* Activity
Filter the data below for the string "derive" and copy each matching line.

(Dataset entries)
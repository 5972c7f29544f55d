use std::time::Duration;

use dailypoll_core::config::{
    DEFAULT_RETRY_BASE_SECS, DEFAULT_RETRY_CAP_SECS, SchedulerConfig,
};

/// What to do with a job after a failed attempt.
#[derive(Debug, Clone, Copy, PartialEq, Eq)]
pub enum Decision {
    /// Re-arm the job; it becomes eligible again after this delay.
    Retry(Duration),
    /// Attempts exhausted — mark the job terminally failed.
    GiveUp,
}

/// Exponential backoff policy: `base * 2^(attempts-1)`, capped.
///
/// Pure and stateless — a function of the attempt count only, so it can be
/// tested without a store or a clock.
#[derive(Debug, Clone, Copy)]
pub struct RetryPolicy {
    base: Duration,
    cap: Duration,
}

impl RetryPolicy {
    pub fn new(base: Duration, cap: Duration) -> Self {
        Self { base, cap }
    }

    pub fn from_config(config: &SchedulerConfig) -> Self {
        Self::new(
            Duration::from_secs(config.retry_base_secs),
            Duration::from_secs(config.retry_cap_secs),
        )
    }

    /// Decide the fate of a job whose attempt number `attempts` (counted
    /// from 1) just failed.
    pub fn decide(&self, attempts: u32, max_attempts: u32) -> Decision {
        if attempts >= max_attempts {
            return Decision::GiveUp;
        }
        // 2^exp saturates well before overflow matters for any sane cap.
        let exp = attempts.saturating_sub(1).min(31);
        let delay = self
            .base
            .saturating_mul(1u32 << exp)
            .min(self.cap);
        Decision::Retry(delay)
    }
}

impl Default for RetryPolicy {
    fn default() -> Self {
        Self::new(
            Duration::from_secs(DEFAULT_RETRY_BASE_SECS),
            Duration::from_secs(DEFAULT_RETRY_CAP_SECS),
        )
    }
}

* Answer section
#[derive(Debug, Clone, Copy, PartialEq, Eq)]
#[derive(Debug, Clone, Copy)]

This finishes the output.